**Task requirements:** In the listing below, repeat exactly every line from the first through the line containing "self.0.fmt(f)", with nothing else.

++++ Provided records

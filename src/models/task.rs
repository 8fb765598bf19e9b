use chrono::{DateTime, Utc};
use serde::{Deserialize, Serialize};
use sqlx::FromRow;
use validator::Validate;

use super::ListId;

/// Row identifier of a task.
#[derive(Debug, Clone, Copy, PartialEq, Eq, Hash, Serialize, Deserialize, sqlx::Type)]
#[serde(transparent)]
#[sqlx(transparent)]
pub struct TaskId(pub i64);

impl std::fmt::Display for TaskId {
    fn fmt(&self, f: &mut std::fmt::Formatter<'_>) -> std::fmt::Result {
        self.0.fmt(f)
    }
}

/// Represents a task entity as stored in the `tasks` table.
#[derive(Debug, Clone, FromRow)]
pub struct Task {
    /// Unique identifier for the task.
    pub id: TaskId,
    /// The title of the task.
    pub title: String,
    /// Free-form description, empty when none was given.
    pub description: String,
    /// Due date exactly as entered in the form (e.g. `2024-01-01`).
    pub due_date: String,
    /// Whether the task is done. Always `false` on creation.
    pub completed: bool,
    /// The list this task belongs to.
    pub list_id: ListId,
    /// Timestamp of when the task was created.
    pub created_at: DateTime<Utc>,
    /// Timestamp of the last update to the task.
    pub updated_at: DateTime<Utc>,
}

/// Values needed to insert a task.
#[derive(Debug, Clone)]
pub struct NewTask {
    pub title: String,
    pub description: String,
    pub due_date: String,
    pub list_id: ListId,
}

/// Form submitted to `POST /task_add`.
///
/// `list_id` is kept as text and parsed by the handler so a malformed id is
/// answered with `400 Invalid list ID`.
#[derive(Debug, Deserialize, Validate)]
pub struct TaskForm {
    #[serde(default)]
    pub list_id: String,

    /// Must be between 1 and 200 characters.
    #[serde(default)]
    #[validate(length(min = 1, max = 200, message = "Task title must be 1 to 200 characters"))]
    pub task_title: String,

    /// Maximum length of 1000 characters.
    #[serde(default)]
    #[validate(length(max = 1000, message = "Task description must be at most 1000 characters"))]
    pub task_description: String,

    #[serde(default)]
    pub task_date: String,
}

impl TaskForm {
    /// Builds the insert values once the list id has been parsed.
    pub fn into_new_task(self, list_id: ListId) -> NewTask {
        NewTask {
            title: self.task_title,
            description: self.task_description,
            due_date: self.task_date,
            list_id,
        }
    }
}
//!
//! # Custom Error Handling
//!
//! This module defines the error type `AppError` returned by handlers and the
//! access guard. `AppError` implements `actix_web::error::ResponseError`, so a
//! handler can simply use `?` and the error becomes a plain-text HTTP response.
//!
//! Business-rule rejections ("Email already used", "Wrong password", ...) are
//! not errors and never pass through here; they are ordinary `200` responses.
//! Server-side failures are logged with their detail while the client only
//! sees a generic message.

use actix_web::{error::ResponseError, http::StatusCode, HttpResponse};
use std::fmt;
use validator::ValidationErrors;

/// Represents all errors a request can end in.
#[derive(Debug)]
pub enum AppError {
    /// A guarded handler ran without an authenticated user (HTTP 401).
    Unauthorized(String),
    /// The requester is authenticated but does not own the resource (HTTP 403).
    Forbidden(String),
    /// A malformed request, such as a non-numeric id field (HTTP 400).
    BadRequest(String),
    /// The requested resource does not exist (HTTP 404).
    NotFound(String),
    /// Form input failed its `validator` rules (HTTP 400).
    ValidationError(String),
    /// An unexpected server-side error (HTTP 500).
    InternalServerError(String),
    /// An error from the relational store (HTTP 500).
    DatabaseError(String),
    /// A template failed to render (HTTP 500).
    TemplateError(String),
}

impl fmt::Display for AppError {
    fn fmt(&self, f: &mut fmt::Formatter) -> fmt::Result {
        match self {
            AppError::Unauthorized(msg) => write!(f, "Unauthorized: {}", msg),
            AppError::Forbidden(msg) => write!(f, "Forbidden: {}", msg),
            AppError::BadRequest(msg) => write!(f, "Bad Request: {}", msg),
            AppError::NotFound(msg) => write!(f, "Not Found: {}", msg),
            AppError::ValidationError(msg) => write!(f, "Validation Error: {}", msg),
            AppError::InternalServerError(msg) => write!(f, "Internal Server Error: {}", msg),
            AppError::DatabaseError(msg) => write!(f, "Database Error: {}", msg),
            AppError::TemplateError(msg) => write!(f, "Template Error: {}", msg),
        }
    }
}

impl AppError {
    /// Text sent to the client. Server-side details stay in the log.
    fn public_message(&self) -> &str {
        match self {
            AppError::Unauthorized(msg)
            | AppError::Forbidden(msg)
            | AppError::BadRequest(msg)
            | AppError::NotFound(msg)
            | AppError::ValidationError(msg) => msg,
            AppError::InternalServerError(_)
            | AppError::DatabaseError(_)
            | AppError::TemplateError(_) => "Internal Server Error",
        }
    }
}

/// Converts `AppError` variants into plain-text `HttpResponse` objects.
impl ResponseError for AppError {
    fn status_code(&self) -> StatusCode {
        match self {
            AppError::Unauthorized(_) => StatusCode::UNAUTHORIZED,
            AppError::Forbidden(_) => StatusCode::FORBIDDEN,
            AppError::BadRequest(_) | AppError::ValidationError(_) => StatusCode::BAD_REQUEST,
            AppError::NotFound(_) => StatusCode::NOT_FOUND,
            AppError::InternalServerError(_)
            | AppError::DatabaseError(_)
            | AppError::TemplateError(_) => StatusCode::INTERNAL_SERVER_ERROR,
        }
    }

    fn error_response(&self) -> HttpResponse {
        let status = self.status_code();
        if status.is_server_error() {
            log::error!("{}", self);
        }
        HttpResponse::build(status)
            .content_type("text/plain; charset=utf-8")
            .body(self.public_message().to_owned())
    }
}

/// Converts `sqlx::Error` into `AppError`.
///
/// `sqlx::Error::RowNotFound` maps to `AppError::NotFound`; everything else
/// becomes `AppError::DatabaseError`.
impl From<sqlx::Error> for AppError {
    fn from(error: sqlx::Error) -> AppError {
        match error {
            sqlx::Error::RowNotFound => AppError::NotFound("Record not found".into()),
            _ => AppError::DatabaseError(error.to_string()),
        }
    }
}

/// Converts `validator::ValidationErrors` into `AppError::ValidationError`,
/// keeping the first human-readable message.
impl From<ValidationErrors> for AppError {
    fn from(errors: ValidationErrors) -> AppError {
        let message = errors
            .field_errors()
            .into_iter()
            .flat_map(|(_, errs)| errs.iter())
            .find_map(|err| err.message.as_ref().map(|m| m.to_string()))
            .unwrap_or_else(|| errors.to_string());
        AppError::ValidationError(message)
    }
}

impl From<tera::Error> for AppError {
    fn from(error: tera::Error) -> AppError {
        // tera nests the useful part in the source chain
        let mut detail = error.to_string();
        let mut source = std::error::Error::source(&error);
        while let Some(inner) = source {
            detail.push_str(": ");
            detail.push_str(&inner.to_string());
            source = inner.source();
        }
        AppError::TemplateError(detail)
    }
}

/// A `web::block` task was cancelled, e.g. its thread pool shut down.
impl From<actix_web::error::BlockingError> for AppError {
    fn from(error: actix_web::error::BlockingError) -> AppError {
        AppError::InternalServerError(error.to_string())
    }
}

/// Raised when a header such as `Set-Cookie` cannot be encoded.
impl From<actix_web::error::HttpError> for AppError {
    fn from(error: actix_web::error::HttpError) -> AppError {
        AppError::InternalServerError(error.to_string())
    }
}

/// True when `error` is a UNIQUE constraint violation.
pub fn is_unique_violation(error: &sqlx::Error) -> bool {
    match error {
        sqlx::Error::Database(db_error) => db_error.is_unique_violation(),
        _ => false,
    }
}
use bcrypt::{hash, verify, DEFAULT_COST};
use validator::ValidationError;

/// bcrypt only reads this many bytes of a password.
pub const MAX_PASSWORD_BYTES: usize = 72;

/// Hashes `password` with bcrypt at the default cost.
///
/// A bcrypt failure is logged and terminates the process.
pub fn hash_password(password: &str) -> String {
    match hash(password, DEFAULT_COST) {
        Ok(hashed) => hashed,
        Err(e) => {
            log::error!("Failed to hash password: {}", e);
            std::process::exit(1);
        }
    }
}

/// Returns true iff `password` matches `hashed_password`.
///
/// A mismatch is a normal `false`. A stored hash bcrypt cannot parse is
/// logged and also reported as `false`.
pub fn validate_password(hashed_password: &str, password: &str) -> bool {
    // bcrypt would compare only the first 72 bytes
    if password.len() > MAX_PASSWORD_BYTES {
        return false;
    }
    match verify(password, hashed_password) {
        Ok(matches) => matches,
        Err(e) => {
            log::warn!("Failed to verify password against stored hash: {}", e);
            false
        }
    }
}

/// `validator` rule keeping passwords within what bcrypt can hash whole.
pub fn validate_password_length(password: &str) -> Result<(), ValidationError> {
    if password.len() > MAX_PASSWORD_BYTES {
        let mut error = ValidationError::new("password_too_long");
        error.message = Some("Password must be at most 72 bytes".into());
        return Err(error);
    }
    Ok(())
}

#[cfg(test)]
mod tests {
    use super::*;

    #[test_log::test]
    fn test_password_hashing_and_validation() {
        let password = "test_password123";
        let hashed = hash_password(password);

        assert_ne!(hashed, password);
        assert!(validate_password(&hashed, password));
        assert!(!validate_password(&hashed, "wrong_password"));
        assert!(!validate_password(&hashed, ""));
    }

    #[test]
    fn test_hashes_are_salted() {
        let first = hash_password("pw");
        let second = hash_password("pw");
        assert_ne!(first, second);
        assert!(validate_password(&first, "pw"));
        assert!(validate_password(&second, "pw"));
    }

    #[test_log::test]
    fn test_validate_with_invalid_hash() {
        assert!(!validate_password("invalidhashformat", "test_password123"));
        assert!(!validate_password("", "test_password123"));
    }

    #[test]
    fn test_passwords_sharing_a_72_byte_prefix_do_not_match() {
        let stored = format!("{}secret-one", "a".repeat(72));
        let other = format!("{}totally-different", "a".repeat(72));
        let hashed = hash_password(&"a".repeat(72));

        assert!(validate_password(&hashed, &"a".repeat(72)));
        assert!(!validate_password(&hashed, &stored));
        assert!(!validate_password(&hashed, &other));
    }

    #[test]
    fn test_password_length_rule() {
        assert!(validate_password_length(&"a".repeat(72)).is_ok());
        assert!(validate_password_length(&"a".repeat(73)).is_err());
        // the limit counts bytes, not characters
        assert!(validate_password_length(&"é".repeat(36)).is_ok());
        assert!(validate_password_length(&"é".repeat(37)).is_err());
    }
}
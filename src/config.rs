use std::env;
use std::fmt;
use std::path::{Path, PathBuf};

/// Runtime settings, read from the environment once at startup.
#[derive(Debug, Clone, PartialEq)]
pub struct Config {
    /// Application title shown on every page.
    pub title: String,
    pub server_host: String,
    pub server_port: u16,
    /// Domain store (users, lists, tasks).
    pub database_url: String,
    /// Session store, kept in its own file.
    pub session_database_url: String,
    /// Whether the session cookie carries the `Secure` attribute.
    pub cookie_secure: bool,
}

#[derive(Debug, Clone, PartialEq)]
pub enum ConfigError {
    InvalidPort(String),
    InvalidFlag { name: &'static str, value: String },
}

impl fmt::Display for ConfigError {
    fn fmt(&self, f: &mut fmt::Formatter) -> fmt::Result {
        match self {
            ConfigError::InvalidPort(value) => write!(f, "PORT must be a number, got {:?}", value),
            ConfigError::InvalidFlag { name, value } => {
                write!(f, "{} must be true or false, got {:?}", name, value)
            }
        }
    }
}

impl std::error::Error for ConfigError {}

impl Config {
    pub fn from_env() -> Result<Self, ConfigError> {
        Self::from_lookup(|key| env::var(key).ok())
    }

    /// Builds the config from any key lookup, falling back to defaults for
    /// unset keys.
    pub fn from_lookup<F>(lookup: F) -> Result<Self, ConfigError>
    where
        F: Fn(&str) -> Option<String>,
    {
        let var = |key: &str, default: &str| lookup(key).unwrap_or_else(|| default.to_string());

        // accept the ":3000" listen-address form as well as a bare port
        let port = var("PORT", "3000");
        let server_port = port
            .trim()
            .trim_start_matches(':')
            .parse()
            .map_err(|_| ConfigError::InvalidPort(port.clone()))?;

        let secure = var("COOKIE_SECURE", "true");
        let cookie_secure = match secure.trim().to_ascii_lowercase().as_str() {
            "true" | "1" | "yes" => true,
            "false" | "0" | "no" => false,
            _ => {
                return Err(ConfigError::InvalidFlag {
                    name: "COOKIE_SECURE",
                    value: secure,
                })
            }
        };

        Ok(Self {
            title: var("TITLE", "To-Do"),
            server_host: var("SERVER_HOST", "127.0.0.1"),
            server_port,
            database_url: var("DATABASE_URL", "sqlite://config/database/models.db"),
            session_database_url: var(
                "SESSION_DATABASE_URL",
                "sqlite://config/database/sessions.db",
            ),
            cookie_secure,
        })
    }

    pub fn server_url(&self) -> String {
        format!("http://{}:{}", self.server_host, self.server_port)
    }
}

/// Directory that must exist before SQLite can create the file named by
/// `url`. `None` for in-memory databases and bare file names.
pub fn sqlite_parent_dir(url: &str) -> Option<PathBuf> {
    let path = url
        .strip_prefix("sqlite://")
        .or_else(|| url.strip_prefix("sqlite:"))
        .unwrap_or(url);
    let path = path.split('?').next().unwrap_or(path);
    if path.is_empty() || path.contains(":memory:") {
        return None;
    }
    Path::new(path)
        .parent()
        .filter(|parent| !parent.as_os_str().is_empty())
        .map(Path::to_path_buf)
}
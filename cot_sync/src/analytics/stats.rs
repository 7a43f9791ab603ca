use indexmap::IndexMap;
use serde::Serialize;

use crate::analytics::{CalculatorConfig, ComputedWeek, round_int, round1};

/// Quantity summarized in the statistics blocks.
#[derive(Debug, Clone, Copy, PartialEq, Eq)]
pub enum StatKey {
    OpenInterest,
    OiChange,
    OiPct,
    Net(usize),
    Change(usize),
    ChangeLong(usize),
    ChangeShort(usize),
    PctNetOi(usize),
}

impl StatKey {
    /// Keys in artifact order for a report with `group_count` groups.
    pub fn all(group_count: usize) -> Vec<StatKey> {
        let mut keys = vec![StatKey::OpenInterest, StatKey::OiChange, StatKey::OiPct];
        for slot in 0..group_count {
            keys.extend([
                StatKey::Net(slot),
                StatKey::Change(slot),
                StatKey::ChangeLong(slot),
                StatKey::ChangeShort(slot),
                StatKey::PctNetOi(slot),
            ]);
        }
        keys
    }

    pub fn is_pct(self) -> bool {
        matches!(self, StatKey::OiPct | StatKey::PctNetOi(_))
    }

    fn name(self, week: &ComputedWeek) -> String {
        let group = |slot: usize| week.groups[slot].key.as_str();
        match self {
            StatKey::OpenInterest => "open_interest".to_owned(),
            StatKey::OiChange => "oi_change".to_owned(),
            StatKey::OiPct => "oi_pct".to_owned(),
            StatKey::Net(s) => format!("{}_net", group(s)),
            StatKey::Change(s) => format!("{}_change", group(s)),
            StatKey::ChangeLong(s) => format!("{}_change_long", group(s)),
            StatKey::ChangeShort(s) => format!("{}_change_short", group(s)),
            StatKey::PctNetOi(s) => format!("{}_pct_net_oi", group(s)),
        }
    }

    fn value(self, week: &ComputedWeek) -> Option<f64> {
        let int = |v: Option<i64>| v.map(|v| v as f64);
        match self {
            StatKey::OpenInterest => week.open_interest,
            StatKey::OiChange => week.oi_change,
            StatKey::OiPct => week.oi_pct,
            StatKey::Net(s) => int(week.groups[s].net),
            StatKey::Change(s) => int(week.groups[s].change),
            StatKey::ChangeLong(s) => int(week.groups[s].change_long),
            StatKey::ChangeShort(s) => int(week.groups[s].change_short),
            StatKey::PctNetOi(s) => week.groups[s].pct_net_oi,
        }
    }

    fn finish(self, v: f64) -> StatValue {
        if self.is_pct() {
            StatValue::Pct(round1(v))
        } else {
            StatValue::Int(round_int(v))
        }
    }
}

/// Percentages keep one decimal, everything else is a whole number.
#[derive(Debug, Clone, Copy, PartialEq, Serialize)]
#[serde(untagged)]
pub enum StatValue {
    Int(i64),
    Pct(f64),
}

impl StatValue {
    pub fn as_f64(self) -> f64 {
        match self {
            StatValue::Int(v) => v as f64,
            StatValue::Pct(v) => v,
        }
    }
}

pub type StatBlock = IndexMap<String, Option<StatValue>>;

/// Summary blocks over the computed weeks. All blocks are empty when there were no weeks.
#[derive(Debug, Clone, Default, PartialEq, Serialize)]
pub struct Stats {
    #[serde(skip_serializing_if = "IndexMap::is_empty")]
    pub max: StatBlock,
    #[serde(skip_serializing_if = "IndexMap::is_empty")]
    pub min: StatBlock,
    #[serde(skip_serializing_if = "IndexMap::is_empty")]
    pub max_5y: StatBlock,
    #[serde(skip_serializing_if = "IndexMap::is_empty")]
    pub min_5y: StatBlock,
    #[serde(skip_serializing_if = "IndexMap::is_empty")]
    pub avg_13w: StatBlock,
}

impl Stats {
    pub fn is_empty(&self) -> bool {
        self.max.is_empty()
    }
}

#[derive(Clone, Copy)]
enum Reduce {
    Max,
    Min,
    Mean,
}

fn block(weeks: &[ComputedWeek], keys: &[StatKey], names: &[String], how: Reduce) -> StatBlock {
    keys.iter()
        .zip(names)
        .map(|(&key, name)| {
            let vals: Vec<f64> = weeks.iter().filter_map(|w| key.value(w)).collect();
            let reduced = match (how, vals.is_empty()) {
                (_, true) => None,
                (Reduce::Max, false) => vals.iter().copied().reduce(f64::max),
                (Reduce::Min, false) => vals.iter().copied().reduce(f64::min),
                (Reduce::Mean, false) => Some(vals.iter().sum::<f64>() / vals.len() as f64),
            };
            (name.clone(), reduced.map(|v| key.finish(v)))
        })
        .collect()
}

pub(crate) fn compute_stats(
    weeks: &[ComputedWeek],
    group_count: usize,
    config: &CalculatorConfig,
) -> Stats {
    let Some(first) = weeks.first() else {
        return Stats::default();
    };
    let keys = StatKey::all(group_count);
    let names: Vec<String> = keys.iter().map(|k| k.name(first)).collect();
    let recent = &weeks[..weeks.len().min(config.window_5y)];
    let avg = &weeks[..weeks.len().min(config.avg_window)];

    Stats {
        max: block(weeks, &keys, &names, Reduce::Max),
        min: block(weeks, &keys, &names, Reduce::Min),
        max_5y: block(recent, &keys, &names, Reduce::Max),
        min_5y: block(recent, &keys, &names, Reduce::Min),
        avg_13w: block(avg, &keys, &names, Reduce::Mean),
    }
}
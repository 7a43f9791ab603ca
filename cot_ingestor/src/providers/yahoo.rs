//! Yahoo Finance v8 chart API.

pub mod provider;
pub mod response;

pub use provider::{YAHOO_BASE_URL, YahooProvider};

++++++++

**Response to the task:**
filename src/models/task.rs
repository 8fb765598bf19e9b
use chrono::{DateTime, Utc};
use serde::{Deserialize, Serialize};
use sqlx::FromRow;
use validator::Validate;

use super::ListId;

/// Row identifier of a task.
#[derive(Debug, Clone, Copy, PartialEq, Eq, Hash, Serialize, Deserialize, sqlx::Type)]
#[serde(transparent)]
#[sqlx(transparent)]
pub struct TaskId(pub i64);

impl std::fmt::Display for TaskId {
    fn fmt(&self, f: &mut std::fmt::Formatter<'_>) -> std::fmt::Result {
        self.0.fmt(f)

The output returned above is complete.